At Knod, the concept of unequal or weighted impact of different factors of quality is captured in this formula:

Quality of education is a function of Content plus Delivery times Pedagogy to the POWER of Relevance

Knod empowers Relevance to improve outcomes

Irrelevance is a growing cause of the mismatch between society’s needs and education outcomes. This is due in part to the dynamic that educational systems are independent and disassociated with the “real world”, exacerbating the issue of growing unemployment amongst college graduates.

Engaging employers in the learning experience as early as the first quarter or semester is ideal. Having multiple experiences working on projects in a real world work environment is effective because of the repetition and opportunity for skill mastery.

Knod is a solution that results in a university degree available everywhere and anytime at an affordable price with employer-driven, highly relevant outcomes, and a high job placement rate after graduation.

“How do we give the Internet generation the education the need to succeed in the world? The young people are in the process of figuring out how to live in a brand new context... We are living in this world wide experiment to define the word of future where everyone is a node in the network.”

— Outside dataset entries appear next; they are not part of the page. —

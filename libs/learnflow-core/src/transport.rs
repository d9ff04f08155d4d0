//! Seam to the vocabulary API: task fetching, pronunciation scoring and
//! outcome submission. Retries, auth and encoding belong to implementors.

use async_trait::async_trait;
use serde::{Deserialize, Serialize};
use tracing::{debug, warn};

use crate::error::Result;
use crate::types::{CollectionId, Task, TaskBatch, WordOutcome};

/// Most words a learn session is built from.
pub const MAX_WORDS_PER_SESSION: usize = 5;

/// Score returned by the external pronunciation scorer.
#[derive(Debug, Clone, Copy, PartialEq, Serialize, Deserialize)]
pub struct PronunciationResult {
    pub ok: bool,
    pub points: f64,
    /// Alignment cost against the reference recordings.
    #[serde(default, skip_serializing_if = "Option::is_none")]
    pub dtw: Option<f64>,
}

/// Operations the engine consumes from the outside world.
#[async_trait]
pub trait Transport: Send + Sync {
    /// Tasks for learning the given words of a collection.
    async fn fetch_tasks(&self, collection_id: CollectionId, word_ids: &[i64]) -> Result<Vec<Task>>;

    /// Tasks for the words of a collection that are due for repetition.
    async fn fetch_repeat_tasks(&self, collection_id: CollectionId) -> Result<Vec<Task>>;

    /// Score a recorded clip of `word` for the given task.
    async fn submit_pronunciation(
        &self,
        task_id: &str,
        word: &str,
        audio: Vec<u8>,
    ) -> Result<PronunciationResult>;

    /// Hand the session's per-word outcomes to spaced-repetition scheduling.
    async fn submit_outcomes(
        &self,
        collection_id: CollectionId,
        outcomes: &[WordOutcome],
    ) -> Result<()>;
}

/// Which words a session is built from.
#[derive(Debug, Clone, PartialEq, Eq, Serialize, Deserialize)]
#[serde(tag = "mode", rename_all = "snake_case")]
pub enum SessionMode {
    /// Learn the given words (only the first [`MAX_WORDS_PER_SESSION`] are used).
    Learn {
        #[serde(rename = "wordIds", default)]
        word_ids: Vec<i64>,
    },
    /// Repeat the words the upstream scheduled for today.
    Repeat,
}

/// Fetch the task batch for a session.
///
/// Transport failures degrade to an empty batch, which finishes the session
/// immediately with a zero breakdown.
pub async fn load_batch(
    transport: &dyn Transport,
    collection_id: CollectionId,
    mode: &SessionMode,
) -> TaskBatch {
    let fetched = match mode {
        SessionMode::Learn { word_ids } if word_ids.is_empty() => {
            debug!(collection_id, "no words selected; starting with an empty batch");
            return TaskBatch::empty();
        }
        SessionMode::Learn { word_ids } => {
            let word_ids = &word_ids[..word_ids.len().min(MAX_WORDS_PER_SESSION)];
            transport.fetch_tasks(collection_id, word_ids).await
        }
        SessionMode::Repeat => transport.fetch_repeat_tasks(collection_id).await,
    };

    match fetched {
        Ok(tasks) => {
            debug!(collection_id, count = tasks.len(), "fetched task batch");
            TaskBatch::new(tasks)
        }
        Err(e) => {
            warn!(collection_id, error = %e, "task fetch failed; continuing with an empty batch");
            TaskBatch::empty()
        }
    }
}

Marc Prensky, thinker, writer, consultant, "Digital Natives" concept creator.

The Knodafication Process: conversion of an Academic Institution’s courses into Knod Courses

The Knod Learning Method is a synthesis of instructional design research and decades of first-hand experience implementing collaborative Project-Based-Learning (PBL) in higher education.  

A Knodafied course is the same accredited course in terms of the syllabus and outcomes; however, the course will have students being put into teams and starting to work on projects during the first week of every term.